| Records supplied |
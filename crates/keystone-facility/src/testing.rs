//! Fixture builders shared by downstream test suites.
//!
//! Enabled with the `testing` feature.

use keystone_types::EntityId;

use crate::memory::InMemoryFacility;
use crate::model::{AutomationPoint, Building, EntityRecord, EntityWrite, Equipment, Extra, Floor, Room, RepositoryInfo};
use crate::traits::FacilityWriter;

/// Id of the building created by [`seed_building`].
pub const BUILDING_ID: &str = "bldg-1";

pub fn eid(s: &str) -> EntityId {
    match EntityId::new(s) {
        Ok(id) => id,
        Err(e) => panic!("bad fixture id {s:?}: {e}"),
    }
}

pub fn building(id: &str) -> Building {
    Building {
        id: eid(id),
        name: "Harbor Point".into(),
        address: "100 Harbor Way".into(),
        building_type: "office".into(),
        year_built: Some(2004),
        extra: Extra::new(),
    }
}

pub fn floor(id: &str, building: &str, level: i32) -> Floor {
    Floor {
        id: eid(id),
        building_id: eid(building),
        name: format!("Level {level}"),
        level,
        extra: Extra::new(),
    }
}

pub fn room(id: &str, floor: &str) -> Room {
    Room {
        id: eid(id),
        floor_id: eid(floor),
        name: format!("Room {id}"),
        room_type: "office".into(),
        area_m2: Some(24),
        extra: Extra::new(),
    }
}

pub fn equipment(id: &str, building: &str, equipment_type: &str, floor: Option<&str>) -> Equipment {
    Equipment {
        id: eid(id),
        building_id: eid(building),
        floor_id: floor.map(eid),
        room_id: None,
        name: format!("Unit {id}"),
        equipment_type: equipment_type.into(),
        manufacturer: Some("Trane".into()),
        model: None,
        status: "operational".into(),
        extra: Extra::new(),
    }
}

pub fn point(id: &str, equipment: Option<&str>) -> AutomationPoint {
    AutomationPoint {
        id: eid(id),
        equipment_id: equipment.map(eid),
        name: format!("Point {id}"),
        point_type: "sensor".into(),
        unit: Some("degC".into()),
        extra: Extra::new(),
    }
}

/// Register `bldg-1` with `floor_count` floors (`floor-1`..), one room per
/// floor (`room-<n>01`), an `ahu` unit on floor 1, an untyped unit, and one
/// point bound to the `ahu`.
pub fn seed_building(facility: &InMemoryFacility, floor_count: i32) -> RepositoryInfo {
    let info = match facility.register_repository("harbor-point", building(BUILDING_ID)) {
        Ok(info) => info,
        Err(e) => panic!("seed failed: {e}"),
    };
    let b = eid(BUILDING_ID);
    let mut writes = Vec::new();
    for level in 1..=floor_count {
        let floor_id = format!("floor-{level}");
        writes.push(EntityRecord::Floor(floor(&floor_id, BUILDING_ID, level)));
        writes.push(EntityRecord::Room(room(&format!("room-{level}01"), &floor_id)));
    }
    writes.push(EntityRecord::Equipment(equipment(
        "eq-ahu-1",
        BUILDING_ID,
        "ahu",
        Some("floor-1"),
    )));
    writes.push(EntityRecord::Equipment(equipment("eq-misc-1", BUILDING_ID, "", None)));
    writes.push(EntityRecord::Point(point("pt-1", Some("eq-ahu-1"))));
    for record in writes {
        if let Err(e) = facility.apply(&b, EntityWrite::Upsert(record)) {
            panic!("seed write failed: {e}");
        }
    }
    info
}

| Description of the task |
Transcribe the full listing exactly, leaving out no line.

| Result for this task |
filename crates/keystone-facility/src/testing.rs
//! Fixture builders shared by downstream test suites.
//!
//! Enabled with the `testing` feature.

use keystone_types::EntityId;

use crate::memory::InMemoryFacility;
use crate::model::{AutomationPoint, Building, EntityRecord, EntityWrite, Equipment, Extra, Floor, Room, RepositoryInfo};
use crate::traits::FacilityWriter;

/// Id of the building created by [`seed_building`].
pub const BUILDING_ID: &str = "bldg-1";

pub fn eid(s: &str) -> EntityId {
    match EntityId::new(s) {
        Ok(id) => id,
        Err(e) => panic!("bad fixture id {s:?}: {e}"),
    }
}

pub fn building(id: &str) -> Building {
    Building {
        id: eid(id),
        name: "Harbor Point".into(),
        address: "100 Harbor Way".into(),
        building_type: "office".into(),
        year_built: Some(2004),
        extra: Extra::new(),
    }
}

pub fn floor(id: &str, building: &str, level: i32) -> Floor {
    Floor {
        id: eid(id),
        building_id: eid(building),
        name: format!("Level {level}"),
        level,
        extra: Extra::new(),
    }
}

pub fn room(id: &str, floor: &str) -> Room {
    Room {
        id: eid(id),
        floor_id: eid(floor),
        name: format!("Room {id}"),
        room_type: "office".into(),
        area_m2: Some(24),
        extra: Extra::new(),
    }
}

pub fn equipment(id: &str, building: &str, equipment_type: &str, floor: Option<&str>) -> Equipment {
    Equipment {
        id: eid(id),
        building_id: eid(building),
        floor_id: floor.map(eid),
        room_id: None,
        name: format!("Unit {id}"),
        equipment_type: equipment_type.into(),
        manufacturer: Some("Trane".into()),
        model: None,
        status: "operational".into(),
        extra: Extra::new(),
    }
}

pub fn point(id: &str, equipment: Option<&str>) -> AutomationPoint {
    AutomationPoint {
        id: eid(id),
        equipment_id: equipment.map(eid),
        name: format!("Point {id}"),
        point_type: "sensor".into(),
        unit: Some("degC".into()),
        extra: Extra::new(),
    }
}

/// Register `bldg-1` with `floor_count` floors (`floor-1`..), one room per
/// floor (`room-<n>01`), an `ahu` unit on floor 1, an untyped unit, and one
/// point bound to the `ahu`.
pub fn seed_building(facility: &InMemoryFacility, floor_count: i32) -> RepositoryInfo {
    let info = match facility.register_repository("harbor-point", building(BUILDING_ID)) {
        Ok(info) => info,
        Err(e) => panic!("seed failed: {e}"),
    };
    let b = eid(BUILDING_ID);
    let mut writes = Vec::new();
    for level in 1..=floor_count {
        let floor_id = format!("floor-{level}");
        writes.push(EntityRecord::Floor(floor(&floor_id, BUILDING_ID, level)));
        writes.push(EntityRecord::Room(room(&format!("room-{level}01"), &floor_id)));
    }
    writes.push(EntityRecord::Equipment(equipment(
        "eq-ahu-1",
        BUILDING_ID,
        "ahu",
        Some("floor-1"),
    )));
    writes.push(EntityRecord::Equipment(equipment("eq-misc-1", BUILDING_ID, "", None)));
    writes.push(EntityRecord::Point(point("pt-1", Some("eq-ahu-1"))));
    for record in writes {
        if let Err(e) = facility.apply(&b, EntityWrite::Upsert(record)) {
            panic!("seed write failed: {e}");
        }
    }
    info
}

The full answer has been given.